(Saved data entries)
◇ ◇ ◇
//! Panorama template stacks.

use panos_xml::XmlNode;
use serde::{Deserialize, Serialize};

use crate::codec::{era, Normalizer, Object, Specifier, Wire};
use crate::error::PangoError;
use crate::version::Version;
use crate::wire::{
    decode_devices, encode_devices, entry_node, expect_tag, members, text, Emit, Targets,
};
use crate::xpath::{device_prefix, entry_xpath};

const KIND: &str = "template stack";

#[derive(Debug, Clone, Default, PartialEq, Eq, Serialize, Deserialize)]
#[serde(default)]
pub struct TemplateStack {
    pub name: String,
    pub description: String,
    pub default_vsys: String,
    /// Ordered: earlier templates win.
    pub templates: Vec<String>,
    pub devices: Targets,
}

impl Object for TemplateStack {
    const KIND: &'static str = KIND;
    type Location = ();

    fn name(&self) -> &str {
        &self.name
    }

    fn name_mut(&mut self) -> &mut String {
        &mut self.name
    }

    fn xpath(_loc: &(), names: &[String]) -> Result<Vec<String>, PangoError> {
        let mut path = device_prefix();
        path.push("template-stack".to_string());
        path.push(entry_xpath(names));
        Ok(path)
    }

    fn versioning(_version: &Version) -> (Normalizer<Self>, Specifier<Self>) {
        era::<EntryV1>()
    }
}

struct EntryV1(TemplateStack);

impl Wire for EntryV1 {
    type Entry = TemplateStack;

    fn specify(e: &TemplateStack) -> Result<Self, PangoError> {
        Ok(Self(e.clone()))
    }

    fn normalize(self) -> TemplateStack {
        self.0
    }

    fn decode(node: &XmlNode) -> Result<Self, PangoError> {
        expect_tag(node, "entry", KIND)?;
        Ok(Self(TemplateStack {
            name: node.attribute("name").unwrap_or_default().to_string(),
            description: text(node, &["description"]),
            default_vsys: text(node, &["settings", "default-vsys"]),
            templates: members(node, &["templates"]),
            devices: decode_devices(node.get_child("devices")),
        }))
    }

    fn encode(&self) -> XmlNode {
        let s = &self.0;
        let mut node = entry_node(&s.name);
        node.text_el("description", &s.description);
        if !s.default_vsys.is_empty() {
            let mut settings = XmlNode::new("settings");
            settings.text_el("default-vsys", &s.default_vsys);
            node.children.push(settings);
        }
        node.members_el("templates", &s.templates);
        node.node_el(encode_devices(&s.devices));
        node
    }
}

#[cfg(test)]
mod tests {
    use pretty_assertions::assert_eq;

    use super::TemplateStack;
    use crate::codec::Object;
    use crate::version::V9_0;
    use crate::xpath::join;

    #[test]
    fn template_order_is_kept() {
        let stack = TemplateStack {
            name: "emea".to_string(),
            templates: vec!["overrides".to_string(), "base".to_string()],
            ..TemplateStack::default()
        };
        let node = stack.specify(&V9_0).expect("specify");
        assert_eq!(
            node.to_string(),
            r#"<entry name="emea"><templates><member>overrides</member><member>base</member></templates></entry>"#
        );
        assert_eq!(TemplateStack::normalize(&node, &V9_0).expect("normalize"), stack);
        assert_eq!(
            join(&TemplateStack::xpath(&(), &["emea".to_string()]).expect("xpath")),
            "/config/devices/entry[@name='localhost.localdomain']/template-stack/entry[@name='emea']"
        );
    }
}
◇ ◇ ◇
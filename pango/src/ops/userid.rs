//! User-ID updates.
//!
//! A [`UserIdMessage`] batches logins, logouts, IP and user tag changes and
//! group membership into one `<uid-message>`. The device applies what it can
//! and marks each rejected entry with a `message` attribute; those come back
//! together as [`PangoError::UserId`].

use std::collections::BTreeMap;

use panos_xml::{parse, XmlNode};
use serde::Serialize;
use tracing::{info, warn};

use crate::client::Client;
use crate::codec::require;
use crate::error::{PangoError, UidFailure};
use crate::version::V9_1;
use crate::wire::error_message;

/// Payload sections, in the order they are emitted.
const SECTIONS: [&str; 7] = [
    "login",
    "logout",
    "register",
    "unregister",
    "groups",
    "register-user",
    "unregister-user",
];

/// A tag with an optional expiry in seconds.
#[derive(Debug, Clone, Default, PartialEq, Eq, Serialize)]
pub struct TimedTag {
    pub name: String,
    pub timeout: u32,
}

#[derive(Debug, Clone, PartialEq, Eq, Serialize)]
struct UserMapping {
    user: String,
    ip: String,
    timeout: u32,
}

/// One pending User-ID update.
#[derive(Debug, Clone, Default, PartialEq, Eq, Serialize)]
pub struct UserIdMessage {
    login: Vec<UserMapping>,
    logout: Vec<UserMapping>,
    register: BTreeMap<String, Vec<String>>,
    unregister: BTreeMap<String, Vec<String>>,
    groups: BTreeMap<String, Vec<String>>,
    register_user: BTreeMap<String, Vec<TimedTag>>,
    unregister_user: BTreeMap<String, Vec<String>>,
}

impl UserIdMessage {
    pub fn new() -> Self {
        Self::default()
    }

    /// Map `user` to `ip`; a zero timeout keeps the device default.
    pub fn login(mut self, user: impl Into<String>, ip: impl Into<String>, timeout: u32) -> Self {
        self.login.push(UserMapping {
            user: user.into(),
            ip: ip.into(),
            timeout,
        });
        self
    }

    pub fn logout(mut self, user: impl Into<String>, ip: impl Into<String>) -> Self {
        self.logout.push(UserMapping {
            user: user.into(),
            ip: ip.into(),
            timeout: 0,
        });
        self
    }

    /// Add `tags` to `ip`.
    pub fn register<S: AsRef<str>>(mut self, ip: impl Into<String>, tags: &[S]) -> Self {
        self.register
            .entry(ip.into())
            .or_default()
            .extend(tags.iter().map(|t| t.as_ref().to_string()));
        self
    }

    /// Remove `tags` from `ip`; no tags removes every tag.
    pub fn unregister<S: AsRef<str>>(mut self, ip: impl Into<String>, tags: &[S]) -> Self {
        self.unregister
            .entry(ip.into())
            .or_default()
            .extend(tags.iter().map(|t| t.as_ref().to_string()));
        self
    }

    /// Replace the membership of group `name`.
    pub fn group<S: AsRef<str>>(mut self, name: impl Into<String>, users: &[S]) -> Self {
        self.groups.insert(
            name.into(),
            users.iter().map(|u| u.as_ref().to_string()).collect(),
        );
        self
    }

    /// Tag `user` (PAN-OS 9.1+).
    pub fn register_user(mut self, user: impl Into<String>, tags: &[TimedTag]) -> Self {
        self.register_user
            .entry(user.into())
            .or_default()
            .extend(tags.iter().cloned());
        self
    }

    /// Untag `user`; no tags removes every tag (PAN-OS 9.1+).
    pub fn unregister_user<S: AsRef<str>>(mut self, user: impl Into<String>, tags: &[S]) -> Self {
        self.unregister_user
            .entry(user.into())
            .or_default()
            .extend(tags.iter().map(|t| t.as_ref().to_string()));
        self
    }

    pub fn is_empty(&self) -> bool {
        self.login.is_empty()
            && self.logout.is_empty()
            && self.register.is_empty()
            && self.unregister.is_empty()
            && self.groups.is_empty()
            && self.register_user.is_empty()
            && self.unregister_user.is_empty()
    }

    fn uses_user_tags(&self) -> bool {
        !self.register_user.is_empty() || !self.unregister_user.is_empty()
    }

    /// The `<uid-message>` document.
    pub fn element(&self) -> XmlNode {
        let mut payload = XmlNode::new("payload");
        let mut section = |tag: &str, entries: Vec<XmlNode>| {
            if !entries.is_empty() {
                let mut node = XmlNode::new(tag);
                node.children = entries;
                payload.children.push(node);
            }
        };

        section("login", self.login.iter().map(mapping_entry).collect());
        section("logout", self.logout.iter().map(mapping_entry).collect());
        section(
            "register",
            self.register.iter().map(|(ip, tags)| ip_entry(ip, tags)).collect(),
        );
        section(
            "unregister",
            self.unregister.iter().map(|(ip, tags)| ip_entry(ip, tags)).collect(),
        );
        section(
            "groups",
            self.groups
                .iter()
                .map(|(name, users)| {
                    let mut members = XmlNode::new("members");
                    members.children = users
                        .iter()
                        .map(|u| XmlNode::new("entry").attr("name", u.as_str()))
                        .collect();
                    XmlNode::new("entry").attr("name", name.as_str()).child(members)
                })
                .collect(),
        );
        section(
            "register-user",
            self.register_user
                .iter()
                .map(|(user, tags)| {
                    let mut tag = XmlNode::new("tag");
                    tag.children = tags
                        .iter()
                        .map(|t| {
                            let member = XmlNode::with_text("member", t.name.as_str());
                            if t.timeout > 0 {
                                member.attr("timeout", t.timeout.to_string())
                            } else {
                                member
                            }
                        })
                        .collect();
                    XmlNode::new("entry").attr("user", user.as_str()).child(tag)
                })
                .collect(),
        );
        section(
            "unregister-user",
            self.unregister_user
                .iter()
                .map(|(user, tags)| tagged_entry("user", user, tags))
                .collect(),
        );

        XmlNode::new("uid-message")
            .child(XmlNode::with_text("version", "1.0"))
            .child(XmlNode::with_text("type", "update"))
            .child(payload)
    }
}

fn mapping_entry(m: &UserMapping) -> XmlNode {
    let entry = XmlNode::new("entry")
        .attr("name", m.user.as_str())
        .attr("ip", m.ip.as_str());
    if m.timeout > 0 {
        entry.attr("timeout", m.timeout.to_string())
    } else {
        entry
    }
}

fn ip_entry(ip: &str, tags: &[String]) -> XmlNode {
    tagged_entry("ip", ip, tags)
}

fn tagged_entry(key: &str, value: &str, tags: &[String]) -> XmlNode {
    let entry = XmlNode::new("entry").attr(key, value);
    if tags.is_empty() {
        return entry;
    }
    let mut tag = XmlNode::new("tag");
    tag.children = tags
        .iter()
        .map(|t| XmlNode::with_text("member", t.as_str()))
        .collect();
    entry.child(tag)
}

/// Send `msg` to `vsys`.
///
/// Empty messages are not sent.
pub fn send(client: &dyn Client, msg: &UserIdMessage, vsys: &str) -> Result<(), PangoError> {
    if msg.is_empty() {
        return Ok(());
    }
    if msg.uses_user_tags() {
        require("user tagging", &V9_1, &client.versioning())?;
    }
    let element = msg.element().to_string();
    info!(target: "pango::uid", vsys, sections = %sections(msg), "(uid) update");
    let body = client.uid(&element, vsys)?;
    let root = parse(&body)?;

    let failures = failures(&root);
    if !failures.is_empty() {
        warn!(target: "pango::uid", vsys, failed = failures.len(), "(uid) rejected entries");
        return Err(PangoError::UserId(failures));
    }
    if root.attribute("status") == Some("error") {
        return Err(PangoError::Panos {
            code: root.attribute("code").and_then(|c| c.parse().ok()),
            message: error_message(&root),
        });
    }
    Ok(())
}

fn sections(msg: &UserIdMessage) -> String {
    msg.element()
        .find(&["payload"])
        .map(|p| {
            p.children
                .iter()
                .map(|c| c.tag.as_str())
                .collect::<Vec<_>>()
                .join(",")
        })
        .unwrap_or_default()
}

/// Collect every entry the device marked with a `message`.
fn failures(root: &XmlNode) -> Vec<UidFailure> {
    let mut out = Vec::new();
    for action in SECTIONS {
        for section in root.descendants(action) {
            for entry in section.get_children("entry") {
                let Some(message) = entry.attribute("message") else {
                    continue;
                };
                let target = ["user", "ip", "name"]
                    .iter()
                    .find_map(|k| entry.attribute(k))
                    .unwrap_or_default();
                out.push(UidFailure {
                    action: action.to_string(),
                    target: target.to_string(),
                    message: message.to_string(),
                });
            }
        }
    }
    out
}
◇ ◇ ◇
▸ Directions: Using the entries above, repeat only the lines from the one containing "Panorama template stacks." through the one containing "fn xpath(_loc: &(), names: &[String])", end lines included.

▸ Exercise output:
//! Panorama template stacks.

use panos_xml::XmlNode;
use serde::{Deserialize, Serialize};

use crate::codec::{era, Normalizer, Object, Specifier, Wire};
use crate::error::PangoError;
use crate::version::Version;
use crate::wire::{
    decode_devices, encode_devices, entry_node, expect_tag, members, text, Emit, Targets,
};
use crate::xpath::{device_prefix, entry_xpath};

const KIND: &str = "template stack";

#[derive(Debug, Clone, Default, PartialEq, Eq, Serialize, Deserialize)]
#[serde(default)]
pub struct TemplateStack {
    pub name: String,
    pub description: String,
    pub default_vsys: String,
    /// Ordered: earlier templates win.
    pub templates: Vec<String>,
    pub devices: Targets,
}

impl Object for TemplateStack {
    const KIND: &'static str = KIND;
    type Location = ();

    fn name(&self) -> &str {
        &self.name
    }

    fn name_mut(&mut self) -> &mut String {
        &mut self.name
    }

    fn xpath(_loc: &(), names: &[String]) -> Result<Vec<String>, PangoError> {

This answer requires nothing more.